だからといって英語力は必要なし、ということにはなりません。

その会社で上位の役職者になればなるほど、英語力は求められることになります。
本社とのミーティングやメールで業務のやり取りをする場合は、やはり英語で行われます。

この先、会社の中でキャリアアップし、上位のポストに着きたいという気持ちがある人は、英語力は必要です。

リク丸
リク丸

国内の医療機器営業で、英語が必要になることはないけど、ドクターを海外の学会などにアテンドする場合は、必要になるかな。
全国エリアブロックのマネージャー会議だと、すべて英語で行われる企業もあるよ。

まとめ

いかがでしたでしょうか。
外資系医療機器メーカーの営業へ就職する良い点と注意点について、前編と後編に分けてお話いたしました。

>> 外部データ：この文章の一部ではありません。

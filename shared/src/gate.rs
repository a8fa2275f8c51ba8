use std::fmt;

#[derive(Debug, Clone, Copy, PartialEq, Eq)]
pub enum GateError {
    /// No access code was configured, so nobody can be let in.
    NotConfigured,
    Incorrect,
}

impl fmt::Display for GateError {
    fn fmt(&self, f: &mut fmt::Formatter<'_>) -> fmt::Result {
        match self {
            Self::NotConfigured => f.write_str("Access code is not configured."),
            Self::Incorrect => f.write_str("Incorrect code. Try again."),
        }
    }
}

impl std::error::Error for GateError {}

/// Passphrase screen in front of the dashboard. This is a courtesy gate for
/// casual visitors, not access control: the code ships with the client.
#[derive(Debug, Clone, PartialEq, Eq)]
pub struct AccessGate {
    passphrase: Option<String>,
    granted: bool,
}

impl AccessGate {
    /// `granted` is the persisted flag from a previous visit, read once at startup.
    pub fn new(passphrase: Option<&str>, granted: bool) -> Self {
        Self {
            passphrase: passphrase.map(normalize).filter(|code| !code.is_empty()),
            granted,
        }
    }

    pub fn is_granted(&self) -> bool {
        self.granted
    }

    pub fn is_configured(&self) -> bool {
        self.passphrase.is_some()
    }

    /// Check a typed code. Surrounding whitespace and case are ignored.
    pub fn submit(&mut self, input: &str) -> Result<(), GateError> {
        let Some(passphrase) = self.passphrase.as_deref() else {
            return Err(GateError::NotConfigured);
        };
        if normalize(input) != passphrase {
            return Err(GateError::Incorrect);
        }
        self.granted = true;
        Ok(())
    }
}

fn normalize(code: &str) -> String {
    code.trim().to_lowercase()
}
use std::sync::Arc;
use std::sync::atomic::{AtomicBool, AtomicU64, Ordering};

use crate::error::LoadError;
use crate::model::Snapshot;

pub const CACHE_BUST_PARAM: &str = "cacheBust";

/// Status line and body of a completed GET.
#[derive(Debug, Clone, PartialEq, Eq)]
pub struct HttpResponse {
    pub status: u16,
    pub body: String,
}

impl HttpResponse {
    pub fn is_success(&self) -> bool {
        (200..300).contains(&self.status)
    }
}

/// Performs the single GET a load needs. `Err` means no response arrived.
#[allow(async_fn_in_trait)]
pub trait SnapshotTransport {
    async fn get(&self, url: &str) -> Result<HttpResponse, String>;
}

/// Tri-state status shared by every view.
#[derive(Debug, Clone, PartialEq, Default)]
pub enum LoadStatus {
    #[default]
    Loading,
    Ready(Arc<Snapshot>),
    Error(String),
}

impl LoadStatus {
    pub fn snapshot(&self) -> Option<&Arc<Snapshot>> {
        match self {
            Self::Ready(snapshot) => Some(snapshot),
            _ => None,
        }
    }

    pub fn is_loading(&self) -> bool {
        matches!(self, Self::Loading)
    }

    pub fn error(&self) -> Option<&str> {
        match self {
            Self::Error(message) => Some(message),
            _ => None,
        }
    }
}

impl From<Result<Snapshot, LoadError>> for LoadStatus {
    fn from(result: Result<Snapshot, LoadError>) -> Self {
        match result {
            Ok(snapshot) => Self::Ready(Arc::new(snapshot)),
            Err(e) => Self::Error(e.to_string()),
        }
    }
}

/// Append the cache-busting parameter, respecting an existing query string.
pub fn cache_busted_url(endpoint: &str, now_ms: i64) -> String {
    let separator = if endpoint.contains('?') { '&' } else { '?' };
    format!("{endpoint}{separator}{CACHE_BUST_PARAM}={now_ms}")
}

/// One fetch-and-normalize pass. No retries; any failure fails the whole load.
pub async fn fetch_snapshot<T: SnapshotTransport>(
    transport: &T,
    endpoint: Option<&str>,
    now_ms: i64,
) -> Result<Snapshot, LoadError> {
    let endpoint = endpoint
        .map(str::trim)
        .filter(|endpoint| !endpoint.is_empty())
        .ok_or(LoadError::MissingEndpoint)?;
    let url = cache_busted_url(endpoint, now_ms);

    let resp = transport.get(&url).await.map_err(LoadError::Transport)?;
    if !resp.is_success() {
        return Err(LoadError::Status(resp.status));
    }
    Snapshot::from_json(&resp.body)
}

/// Marks one started load; compared against the loader's generation before
/// the result is applied.
#[derive(Debug, Clone, Copy, PartialEq, Eq)]
pub struct LoadTicket(u64);

/// Runs snapshot loads with last-load-wins semantics. A load whose ticket is
/// no longer current when its response arrives is dropped, as is any load
/// finishing after [`SnapshotLoader::close`]. The request itself is never aborted.
pub struct SnapshotLoader<T> {
    transport: T,
    endpoint: Option<String>,
    generation: AtomicU64,
    closed: AtomicBool,
}

impl<T: SnapshotTransport> SnapshotLoader<T> {
    pub fn new(transport: T, endpoint: Option<String>) -> Self {
        Self {
            transport,
            endpoint,
            generation: AtomicU64::new(0),
            closed: AtomicBool::new(false),
        }
    }

    /// Start a new generation, superseding any load in flight.
    pub fn begin(&self) -> LoadTicket {
        LoadTicket(self.generation.fetch_add(1, Ordering::Relaxed) + 1)
    }

    pub fn is_current(&self, ticket: LoadTicket) -> bool {
        !self.closed.load(Ordering::Relaxed)
            && self.generation.load(Ordering::Relaxed) == ticket.0
    }

    /// Owner teardown: every load still in flight is discarded on arrival.
    pub fn close(&self) {
        self.closed.store(true, Ordering::Relaxed);
    }

    /// Fetch a fresh snapshot. Returns the status to apply, or `None` when
    /// this load was superseded or the loader was closed while it waited.
    pub async fn load(&self, now_ms: i64) -> Option<LoadStatus> {
        let ticket = self.begin();
        let result = fetch_snapshot(&self.transport, self.endpoint.as_deref(), now_ms).await;
        self.is_current(ticket).then(|| LoadStatus::from(result))
    }
}

#[cfg(test)]
mod tests {
    use std::cell::RefCell;
    use std::collections::VecDeque;
    use std::future::Future;
    use std::pin::pin;
    use std::task::{Context, Poll};

    use futures::channel::oneshot;
    use futures::executor::block_on;
    use futures::task::noop_waker_ref;

    use super::{
        HttpResponse, LoadStatus, SnapshotLoader, SnapshotTransport, cache_busted_url,
    };

    type Reply = Result<HttpResponse, String>;

    fn ok(body: &str) -> Reply {
        Ok(HttpResponse {
            status: 200,
            body: body.to_string(),
        })
    }

    /// Answers every request with the same reply and records the URLs asked for.
    struct FixedTransport {
        reply: Reply,
        urls: RefCell<Vec<String>>,
    }

    impl FixedTransport {
        fn new(reply: Reply) -> Self {
            Self {
                reply,
                urls: RefCell::new(Vec::new()),
            }
        }
    }

    impl SnapshotTransport for FixedTransport {
        async fn get(&self, url: &str) -> Result<HttpResponse, String> {
            self.urls.borrow_mut().push(url.to_string());
            self.reply.clone()
        }
    }

    /// Hands out replies in request order, each resolved by the test.
    struct ScriptedTransport {
        pending: RefCell<VecDeque<oneshot::Receiver<Reply>>>,
    }

    impl SnapshotTransport for ScriptedTransport {
        async fn get(&self, _url: &str) -> Result<HttpResponse, String> {
            let rx = self
                .pending
                .borrow_mut()
                .pop_front()
                .ok_or_else(|| "unexpected request".to_string())?;
            rx.await.map_err(|_| "request dropped".to_string())?
        }
    }

    fn endpoint() -> Option<String> {
        Some("https://points.example/exec".to_string())
    }

    #[test]
    fn successful_load_is_ready() {
        let loader = SnapshotLoader::new(
            FixedTransport::new(ok(r#"{"members": [{"First": "Ann", "Points": 3}]}"#)),
            endpoint(),
        );
        let status = block_on(loader.load(42)).expect("load should apply");
        let snapshot = status.snapshot().expect("status should be ready");
        assert_eq!(snapshot.members.len(), 1);
        assert!(snapshot.rules.is_empty(), "missing rules default to empty");
        assert_eq!(
            *loader.transport.urls.borrow(),
            vec!["https://points.example/exec?cacheBust=42"]
        );
    }

    #[test]
    fn http_failure_is_error() {
        let loader = SnapshotLoader::new(
            FixedTransport::new(Ok(HttpResponse {
                status: 500,
                body: "oops".into(),
            })),
            endpoint(),
        );
        let status = block_on(loader.load(0)).expect("load should apply");
        let message = status.error().expect("status should be error");
        assert!(message.contains("500"), "got {message}");
    }

    #[test]
    fn transport_and_parse_failures_are_errors() {
        let loader = SnapshotLoader::new(
            FixedTransport::new(Err("network down".into())),
            endpoint(),
        );
        let status = block_on(loader.load(0)).expect("load should apply");
        assert!(status.error().is_some_and(|m| m.contains("network down")));

        let loader = SnapshotLoader::new(FixedTransport::new(ok("<html>")), endpoint());
        let status = block_on(loader.load(0)).expect("load should apply");
        assert!(matches!(status, LoadStatus::Error(_)));
    }

    #[test]
    fn missing_endpoint_fails_without_a_request() {
        for configured in [None, Some("   ".to_string())] {
            let loader = SnapshotLoader::new(FixedTransport::new(ok("{}")), configured);
            let status = block_on(loader.load(0)).expect("load should apply");
            assert!(status.error().is_some());
            assert!(loader.transport.urls.borrow().is_empty());
        }
    }

    #[test]
    fn superseded_load_cannot_overwrite_newer_result() {
        let (first_tx, first_rx) = oneshot::channel();
        let (second_tx, second_rx) = oneshot::channel();
        let loader = SnapshotLoader::new(
            ScriptedTransport {
                pending: RefCell::new(VecDeque::from([first_rx, second_rx])),
            },
            endpoint(),
        );
        let mut cx = Context::from_waker(noop_waker_ref());

        let mut first = pin!(loader.load(1));
        let mut second = pin!(loader.load(2));
        assert!(first.as_mut().poll(&mut cx).is_pending());
        assert!(second.as_mut().poll(&mut cx).is_pending());

        second_tx
            .send(ok(r#"{"rules": [{"Rule": "newer"}]}"#))
            .expect("second load is waiting");
        let status = match second.as_mut().poll(&mut cx) {
            Poll::Ready(Some(next)) => next,
            other => panic!("second load should apply, got {other:?}"),
        };

        first_tx
            .send(ok(r#"{"rules": [{"Rule": "older"}]}"#))
            .expect("first load is waiting");
        match first.as_mut().poll(&mut cx) {
            Poll::Ready(None) => {}
            other => panic!("first load should be discarded, got {other:?}"),
        }

        let snapshot = status.snapshot().expect("status should be ready");
        assert_eq!(snapshot.rules[0].text, "newer");
    }

    #[test]
    fn load_finishing_after_close_is_discarded() {
        let (tx, rx) = oneshot::channel();
        let loader = SnapshotLoader::new(
            ScriptedTransport {
                pending: RefCell::new(VecDeque::from([rx])),
            },
            endpoint(),
        );
        let mut cx = Context::from_waker(noop_waker_ref());
        let mut load = pin!(loader.load(1));
        assert!(load.as_mut().poll(&mut cx).is_pending());

        loader.close();
        tx.send(ok("{}")).expect("load is waiting");
        assert!(matches!(load.as_mut().poll(&mut cx), Poll::Ready(None)));
    }

    #[test]
    fn cache_bust_respects_existing_query() {
        assert_eq!(cache_busted_url("https://x/exec", 7), "https://x/exec?cacheBust=7");
        assert_eq!(
            cache_busted_url("https://x/exec?sheet=1", 7),
            "https://x/exec?sheet=1&cacheBust=7"
        );
    }
}
use std::cell::RefCell;
use std::sync::Arc;

use chrono::{DateTime, Utc};
use gloo_timers::callback::Interval;
use leptos::prelude::*;
use wasm_bindgen_futures::spawn_local;

use house_points_shared::{AccessGate, LoadStatus, SnapshotLoader};

use crate::colors::{BRAND_GOLD, BRAND_PURPLE, rgba_css};
use crate::config;
use crate::gate::{self, PasswordGate};
use crate::members::MembersPage;
use crate::rules::RulesPage;
use crate::transport::GlooTransport;
use crate::updates::UpdatesPage;

/// Newtype wrappers so each signal gets its own Leptos context slot.
#[derive(Clone, Copy)]
pub(crate) struct SnapshotStatus(pub RwSignal<LoadStatus>);
#[derive(Clone, Copy)]
pub(crate) struct Now(pub RwSignal<DateTime<Utc>>);

pub(crate) const PAGE_STYLE: &str = "max-width: 72rem; margin: 0 auto; padding: 32px 16px;";
pub(crate) const PAGE_HEADER_STYLE: &str = "display: flex; align-items: center; justify-content: space-between; gap: 12px; margin-bottom: 24px;";
pub(crate) const PAGE_TITLE_STYLE: &str = "font-size: 1.875rem; font-weight: 800; color: #1c1917; letter-spacing: -0.025em; margin: 0;";
pub(crate) const CARD_GRID_STYLE: &str = "display: grid; grid-template-columns: repeat(auto-fill, minmax(min(100%, 26rem), 1fr)); gap: 24px;";
pub(crate) const FEED_STYLE: &str = "display: grid; gap: 16px;";

type Loader = SnapshotLoader<GlooTransport>;

thread_local! {
    static AGE_REFRESH: RefCell<Option<Interval>> = const { RefCell::new(None) };
}

#[derive(Clone, Copy, Debug, PartialEq, Eq)]
pub(crate) enum Tab {
    Members,
    Updates,
    Rules,
}

impl Tab {
    const ALL: [Tab; 3] = [Tab::Members, Tab::Updates, Tab::Rules];

    fn label(self) -> &'static str {
        match self {
            Self::Members => "Members",
            Self::Updates => "Updates",
            Self::Rules => "Rules",
        }
    }

    fn hash(self) -> &'static str {
        match self {
            Self::Members => "#/",
            Self::Updates => "#/updates",
            Self::Rules => "#/rules",
        }
    }

    fn from_hash(hash: &str) -> Self {
        match hash.trim_start_matches('#').trim_matches('/') {
            "updates" => Self::Updates,
            "rules" => Self::Rules,
            _ => Self::Members,
        }
    }
}

fn current_hash() -> String {
    web_sys::window()
        .and_then(|window| window.location().hash().ok())
        .unwrap_or_default()
}

fn set_hash(tab: Tab) {
    let Some(window) = web_sys::window() else {
        return;
    };
    let _ = window.location().set_hash(tab.hash());
}

/// Root component: the access gate, then the dashboard.
#[component]
pub fn App() -> impl IntoView {
    let granted = gate::load_access_flag();
    let access = AccessGate::new(config::access_code(), granted);
    if !access.is_configured() && !granted {
        web_sys::console::warn_1(
            &format!("{} is not set; the access gate cannot be unlocked", config::ACCESS_CODE_VAR)
                .into(),
        );
    }
    let access: RwSignal<AccessGate> = RwSignal::new(access);

    let background = format!(
        "min-height: 100vh; background-color: {}; background-image: radial-gradient(circle at 1px 1px, rgba(28,25,23,0.08) 1px, transparent 1px); background-size: 18px 18px; font-family: 'Inter', system-ui, sans-serif;",
        rgba_css(BRAND_GOLD.rgb, 0.15)
    );

    view! {
        <div style=background>
            {move || {
                if access.with(AccessGate::is_granted) {
                    view! { <Dashboard /> }.into_any()
                } else {
                    view! { <PasswordGate access=access /> }.into_any()
                }
            }}
        </div>
    }
}

/// Kick off one snapshot load. Stale or post-teardown results are dropped by the loader.
fn start_load(loader: Arc<Loader>, status: RwSignal<LoadStatus>) {
    status.set(LoadStatus::Loading);
    web_sys::console::info_1(&"Snapshot load started".into());
    spawn_local(async move {
        match loader.load(js_sys::Date::now() as i64).await {
            Some(next) => {
                match (next.error(), next.snapshot()) {
                    (Some(message), _) => {
                        web_sys::console::warn_1(&format!("Snapshot load failed: {message}").into());
                    }
                    (None, Some(snapshot)) => web_sys::console::info_1(
                        &format!(
                            "Snapshot loaded: members={} updates={} rules={}",
                            snapshot.members.len(),
                            snapshot.updates.len(),
                            snapshot.rules.len()
                        )
                        .into(),
                    ),
                    (None, None) => {}
                }
                status.set(next);
            }
            None => {
                web_sys::console::info_1(&"Discarded a superseded snapshot load".into());
            }
        }
    });
}

#[component]
fn Dashboard() -> impl IntoView {
    let status: RwSignal<LoadStatus> = RwSignal::new(LoadStatus::Loading);
    // Drives relative-age labels; no refetch.
    let now: RwSignal<DateTime<Utc>> = RwSignal::new(Utc::now());
    let tab: RwSignal<Tab> = RwSignal::new(Tab::from_hash(&current_hash()));

    provide_context(SnapshotStatus(status));
    provide_context(Now(now));

    let loader = Arc::new(Loader::new(
        GlooTransport,
        config::data_url().map(str::to_owned),
    ));
    start_load(Arc::clone(&loader), status);
    on_cleanup(move || loader.close());

    let interval = Interval::new(config::AGE_REFRESH_MS, move || now.set(Utc::now()));
    AGE_REFRESH.with(|slot| {
        *slot.borrow_mut() = Some(interval);
    });
    on_cleanup(|| {
        AGE_REFRESH.with(|slot| {
            slot.borrow_mut().take();
        });
    });

    view! {
        <Nav tab=tab />
        <StatusBanner />
        {move || match tab.get() {
            Tab::Members => view! { <MembersPage /> }.into_any(),
            Tab::Updates => view! { <UpdatesPage /> }.into_any(),
            Tab::Rules => view! { <RulesPage /> }.into_any(),
        }}
    }
}

#[component]
fn Nav(tab: RwSignal<Tab>) -> impl IntoView {
    let bar = format!(
        "position: sticky; top: 0; z-index: 40; backdrop-filter: blur(12px); background: linear-gradient(to bottom, {}, transparent);",
        rgba_css(BRAND_PURPLE.rgb, 0.14)
    );

    let links = Tab::ALL
        .into_iter()
        .map(|item| {
            let style = move || {
                let (color, weight, background) = if tab.get() == item {
                    ("#1c1917", 600, "rgba(255,255,255,0.4)")
                } else {
                    ("#44403c", 400, "rgba(255,255,255,0.1)")
                };
                format!(
                    "padding: 8px 16px; border-radius: 12px; border: 1px solid rgba(255,255,255,0.2); cursor: pointer; font-size: 0.95rem; color: {color}; font-weight: {weight}; background: {background};"
                )
            };
            view! {
                <button
                    type="button"
                    style=style
                    on:click=move |_| {
                        tab.set(item);
                        set_hash(item);
                    }
                >
                    {item.label()}
                </button>
            }
        })
        .collect::<Vec<_>>();

    view! {
        <div style=bar>
            <div style="max-width: 72rem; margin: 0 auto; padding: 12px 16px; display: flex; flex-wrap: wrap; align-items: center; justify-content: space-between; gap: 12px;">
                <div style="display: flex; align-items: center; gap: 12px;">
                    <div style=format!(
                        "height: 48px; width: 48px; border-radius: 12px; display: flex; align-items: center; justify-content: center; font-weight: 800; color: #fff; background: {};",
                        rgba_css(BRAND_PURPLE.rgb, 1.0)
                    )>"HP"</div>
                    <div style="font-size: 1.125rem; font-weight: 800; letter-spacing: -0.025em; color: #1c1917;">"House Points"</div>
                </div>
                <div style="display: flex; flex-wrap: wrap; align-items: center; gap: 8px;">{links}</div>
            </div>
        </div>
    }
}

/// Loading indicator or persistent error banner above the active page.
#[component]
fn StatusBanner() -> impl IntoView {
    let SnapshotStatus(status) = expect_context();

    move || match status.get() {
        LoadStatus::Loading => view! {
            <div style="max-width: 72rem; margin: 24px auto 0; padding: 0 16px;">
                <div style="border-radius: 16px; border: 1px solid rgba(255,255,255,0.2); background: rgba(255,255,255,0.4); padding: 16px; display: flex; align-items: center; gap: 12px;">
                    <div style=format!(
                        "height: 12px; width: 12px; border-radius: 9999px; background: {};",
                        rgba_css(BRAND_GOLD.rgb, 1.0)
                    ) />
                    <div style="color: #292524; font-weight: 500;">"Fetching points data\u{2026}"</div>
                </div>
            </div>
        }
        .into_any(),
        LoadStatus::Error(message) => view! {
            <div style="max-width: 72rem; margin: 24px auto 0; padding: 0 16px;">
                <div style="border-radius: 16px; border: 1px solid #fecaca; background: #fef2f2; color: #991b1b; padding: 16px;">
                    <div style="font-weight: 600;">"Error"</div>
                    <div style="font-size: 0.875rem; margin-top: 4px;">{message}</div>
                    <div style="font-size: 0.875rem; margin-top: 8px; color: rgba(185,28,28,0.8);">
                        {format!(
                            "Make sure the data endpoint is deployed and public, and that {} was set when this site was built.",
                            config::DATA_URL_VAR
                        )}
                    </div>
                </div>
            </div>
        }
        .into_any(),
        LoadStatus::Ready(_) => ().into_any(),
    }
}

/// Pulsing placeholder shown while the snapshot loads.
#[component]
pub(crate) fn LoadingCard(#[prop(default = 3)] lines: usize) -> impl IntoView {
    let bars = (0..lines)
        .map(|i| {
            let width = if i == 0 {
                "66%"
            } else if i + 1 == lines {
                "33%"
            } else {
                "100%"
            };
            view! {
                <div style=format!(
                    "height: 16px; width: {width}; background: rgba(214,211,209,0.4); border-radius: 4px; margin-bottom: 12px;"
                ) />
            }
        })
        .collect::<Vec<_>>();

    view! {
        <div style="border-radius: 16px; border: 1px solid rgba(255,255,255,0.2); background: rgba(255,255,255,0.1); padding: 20px;">
            {bars}
        </div>
    }
}

#[cfg(test)]
mod tests {
    use super::Tab;

    #[test]
    fn tab_from_hash() {
        assert_eq!(Tab::from_hash(""), Tab::Members);
        assert_eq!(Tab::from_hash("#/"), Tab::Members);
        assert_eq!(Tab::from_hash("#/updates"), Tab::Updates);
        assert_eq!(Tab::from_hash("#/rules/"), Tab::Rules);
        assert_eq!(Tab::from_hash("#/unknown"), Tab::Members);
    }

    #[test]
    fn tab_hash_round_trips() {
        for tab in Tab::ALL {
            assert_eq!(Tab::from_hash(tab.hash()), tab);
        }
    }
}
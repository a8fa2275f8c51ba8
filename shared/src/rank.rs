use std::collections::{BTreeSet, HashMap};

use crate::model::Member;

/// Ranks 1 through this value are podium finishes.
pub const PODIUM_SIZE: u32 = 3;

/// Dense ranking of distinct scores: the highest score is rank 1, tied scores
/// share a rank, and the next lower score gets the next integer.
///
/// `[10, 10, 7]` ranks `10 -> 1`, `7 -> 2`.
#[derive(Debug, Clone, Default, PartialEq, Eq)]
pub struct RankMap {
    ranks: HashMap<i64, u32>,
}

impl RankMap {
    pub fn from_scores<I>(scores: I) -> Self
    where
        I: IntoIterator<Item = i64>,
    {
        let distinct: BTreeSet<i64> = scores.into_iter().collect();
        let ranks = distinct.into_iter().rev().zip(1u32..).collect();
        Self { ranks }
    }

    pub fn from_members(members: &[Member]) -> Self {
        Self::from_scores(members.iter().map(|m| m.points))
    }

    pub fn rank(&self, score: i64) -> Option<u32> {
        self.ranks.get(&score).copied()
    }

    /// Rank of `score` if it places on the podium.
    pub fn podium_rank(&self, score: i64) -> Option<u32> {
        self.rank(score)
            .filter(|rank| (1..=PODIUM_SIZE).contains(rank))
    }

    /// Number of distinct scores ranked.
    pub fn len(&self) -> usize {
        self.ranks.len()
    }

    pub fn is_empty(&self) -> bool {
        self.ranks.is_empty()
    }
}
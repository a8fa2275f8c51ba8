use std::fmt;

/// Every way a snapshot load can fail. All variants end up as a single
/// error banner; the variant only shapes the message.
#[derive(Debug, Clone, PartialEq, Eq)]
pub enum LoadError {
    /// No data endpoint was configured for this build.
    MissingEndpoint,
    /// The request never produced a response.
    Transport(String),
    /// The endpoint answered with a non-success status.
    Status(u16),
    /// The body was not the expected JSON document.
    Parse(String),
}

impl fmt::Display for LoadError {
    fn fmt(&self, f: &mut fmt::Formatter<'_>) -> fmt::Result {
        match self {
            Self::MissingEndpoint => write!(f, "Missing data endpoint URL."),
            Self::Transport(e) => write!(f, "Fetch failed: {e}"),
            Self::Status(code) => write!(f, "Fetch failed: HTTP {code}"),
            Self::Parse(e) => write!(f, "Invalid response: {e}"),
        }
    }
}

impl std::error::Error for LoadError {}

#[cfg(test)]
mod tests {
    use super::LoadError;

    #[test]
    fn status_message_mentions_code() {
        assert_eq!(LoadError::Status(500).to_string(), "Fetch failed: HTTP 500");
    }

    #[test]
    fn transport_message_keeps_cause() {
        let msg = LoadError::Transport("connection reset".into()).to_string();
        assert!(msg.contains("connection reset"), "got {msg}");
    }
}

外資系医療機器メーカーは、自分の能力に自信のある方や、会社を一つのステップとしてキャリアを積んでいく方にとっては非常にお勧めです。

ホワイト企業も多く、待遇や環境などを背景に、自尊心やプライドを高い位置で保つことができます。

確かに、年配者は少ない気がしますが、それを不安を感じる必要はありません。
生涯年収という見方や、若いうちに高収入を得て、別の事業を起こす方もいます。
何より、外資系メーカーに勤めていたこと自体があなたのキャリアになります。

会社に依存するのではなく、自分自身を1つの財産や価値ととらえ、活かせることができる方には素晴らしい就職先だと思います。